Two-year follow-up of TRANSCEND NHL 001 suggests lisocabtagene maraleucel maintains a durable response in R/R large B-cell lymphoma

Follow-up data obtained from the TRANSCEND NHL 001 trial (NCT02631044) demonstrates that treatment with lisocabtagene maraleucel (liso-cel) leads to long-lasting responses in patients with relapsed/refractory large B-cell lymphoma. Below, we summarize the data as presented at the 2022 Transplantation & Cellular Therapy Meetings of ASTCT and CIBMTR[MM1] .¹

Liso-cel is an autologous, CD19-directed, defined composition, 4-1BB chimeric antigen receptor (CAR) T-cell product administered at equal target doses of CD8⁺ and CD4⁺ T cells. The therapy was recently approved by the European Commission as a ≥third-line treatment for certain forms of relapsed or refractory large B-cell lymphoma.

Key data

At the 2-year follow-up, the TRANSCEND NHL 001 study met all of its primary and secondary endpoints.

Efficacy

Of the 269 patients who received liso-cel, 257 were evaluable for efficacy:

• 73% overall response rate;
• 53% complete response rate;
• median duration of response was 23.1 months for patients who achieved partial response and 26.1 months for those who achieved complete response;
• median progression-free survival was 6.8 months;
• median overall survival was 27.3 months;
• estimated 2-year duration of response, progression-free survival, and overall survival were 49.5%, 40.6%, and 50.5%, respectively; and
• CAR T-cells were detectable in peripheral blood for up to 4 years.

Safety

• Cytokine release syndrome and neurological events of any grade occurred in 42% and 30% of patients, with a median time to onset of 5 and 9 days, respectfully.
• The most common adverse events within 90 days of infusion were neutropenia (63%), anemia (48%), and fatigue (44%).
• The most frequently reported ≥Grade 3 adverse events were neutropenia (7%), anemia (6%), febrile neutropenia (4%), and thrombocytopenia (4%).
• ≥Grade 3 infections occurred in 12% of patients.

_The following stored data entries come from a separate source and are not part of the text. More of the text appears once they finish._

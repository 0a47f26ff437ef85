use crate::render::CanvasPainter;
use instant::Instant;
use pixelnet_core::PixelNetwork;
use std::cell::RefCell;
use std::rc::Rc;
use wasm_bindgen::closure::Closure;
use wasm_bindgen::JsCast;
use web_sys as web;

pub struct FrameContext {
    pub network: Rc<RefCell<PixelNetwork>>,
    pub painter: CanvasPainter,
    pub canvas: web::HtmlCanvasElement,
    pub last_instant: Instant,
}

impl FrameContext {
    pub fn new(
        network: Rc<RefCell<PixelNetwork>>,
        painter: CanvasPainter,
        canvas: web::HtmlCanvasElement,
    ) -> Self {
        Self {
            network,
            painter,
            canvas,
            last_instant: Instant::now(),
        }
    }

    pub fn frame(&mut self) {
        let now = Instant::now();
        let dt_sec = (now - self.last_instant).as_secs_f32();
        self.last_instant = now;

        let mut net = self.network.borrow_mut();
        let scene = net.frame(dt_sec);
        self.painter.paint(&scene);
    }

    /// The loop ends once the canvas has been removed from the document.
    #[inline]
    pub fn is_live(&self) -> bool {
        self.canvas.is_connected()
    }
}

/// Drive `frame_ctx` from `requestAnimationFrame` until the canvas is detached.
pub fn start_loop(frame_ctx: Rc<RefCell<FrameContext>>) {
    let tick: Rc<RefCell<Option<Closure<dyn FnMut()>>>> = Rc::new(RefCell::new(None));
    let tick_clone = tick.clone();
    let frame_ctx_tick = frame_ctx.clone();
    *tick.borrow_mut() = Some(Closure::wrap(Box::new(move || {
        if !frame_ctx_tick.borrow().is_live() {
            log::info!("[frame] canvas detached; stopping animation loop");
            // Dropping the closure here would free it while it runs; defer.
            let tick_drop = tick_clone.clone();
            let cleanup = Closure::once_into_js(move || {
                tick_drop.borrow_mut().take();
            });
            if let Some(w) = web::window() {
                let _ = w.set_timeout_with_callback(cleanup.unchecked_ref());
            }
            return;
        }
        frame_ctx_tick.borrow_mut().frame();
        if let Some(w) = web::window() {
            if let Some(cb) = tick_clone.borrow().as_ref() {
                let _ = w.request_animation_frame(cb.as_ref().unchecked_ref());
            }
        }
    }) as Box<dyn FnMut()>));
    if let Some(w) = web::window() {
        if let Some(cb) = tick.borrow().as_ref() {
            let _ = w.request_animation_frame(cb.as_ref().unchecked_ref());
        }
    }
}
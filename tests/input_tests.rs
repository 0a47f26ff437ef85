// Host-side tests for pure pointer helpers.
// The main crate is wasm-only, so we include the pure-Rust module directly.

#![allow(dead_code)]
mod input {
    include!("../src/input.rs");
}

use glam::Vec2;
use input::*;

#[test]
fn full_viewport_canvas_maps_one_to_one() {
    let size = Vec2::new(1280.0, 720.0);
    let p = client_to_canvas_px(Vec2::new(300.0, 200.0), Vec2::ZERO, size, size);
    assert_eq!(p, Some(Vec2::new(300.0, 200.0)));
}

#[test]
fn offset_and_scaled_canvas() {
    // Canvas shown at half its backing size, 10px from the top-left.
    let p = client_to_canvas_px(
        Vec2::new(60.0, 35.0),
        Vec2::new(10.0, 10.0),
        Vec2::new(200.0, 100.0),
        Vec2::new(400.0, 200.0),
    );
    assert_eq!(p, Some(Vec2::new(100.0, 50.0)));
}

#[test]
fn collapsed_canvas_has_no_mapping() {
    let p = client_to_canvas_px(Vec2::new(1.0, 1.0), Vec2::ZERO, Vec2::ZERO, Vec2::ZERO);
    assert_eq!(p, None);
}

#[test]
fn cursor_offsets_are_css_pixels() {
    let (left, top) = cursor_offsets(Vec2::new(12.0, 340.5));
    assert_eq!(left, "12px");
    assert_eq!(top, "340.5px");
}

#[test]
fn midpoint_between_grid_rows_resolves_to_earlier_point() {
    let viewport = Vec2::new(1280.0, 720.0);
    let p = client_to_canvas_px(Vec2::new(0.0, 100.0), Vec2::ZERO, viewport, viewport).unwrap();
    assert_eq!(p, Vec2::new(0.0, 100.0));

    let grid = pixelnet_core::build_grid(viewport.x, viewport.y, 40.0);
    // (0, 80) is index 64, (0, 120) is index 96.
    assert_eq!(pixelnet_core::nearest_index(&grid, p), Some(64));
}

#[test]
fn every_cell_midpoint_tie_survives_mapping() {
    let viewport = Vec2::new(1280.0, 720.0);
    let grid = pixelnet_core::build_grid(viewport.x, viewport.y, 40.0);
    for point in &grid {
        let mid = *point + Vec2::new(0.0, 20.0);
        let mapped = client_to_canvas_px(mid, Vec2::ZERO, viewport, viewport).unwrap();
        assert_eq!(
            pixelnet_core::nearest_index(&grid, mapped),
            pixelnet_core::nearest_index(&grid, mid),
            "tie at {mid:?} moved after mapping to {mapped:?}"
        );
    }
}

• In total, 100 patients died in the post treatment-emergent period; disease progression was responsible in 86%.

In conclusion, liso-cel demonstrated durable remission rates and a promising safety profile in the 2-year follow-up of TRANSCEND NHL 001. Treatment was associated with a low incidence of severe cytokine release syndrome and neurological events. There were no additional safety concerns observed in this follow-up, and most of the adverse events occurred in the treatment-emergent reporting period.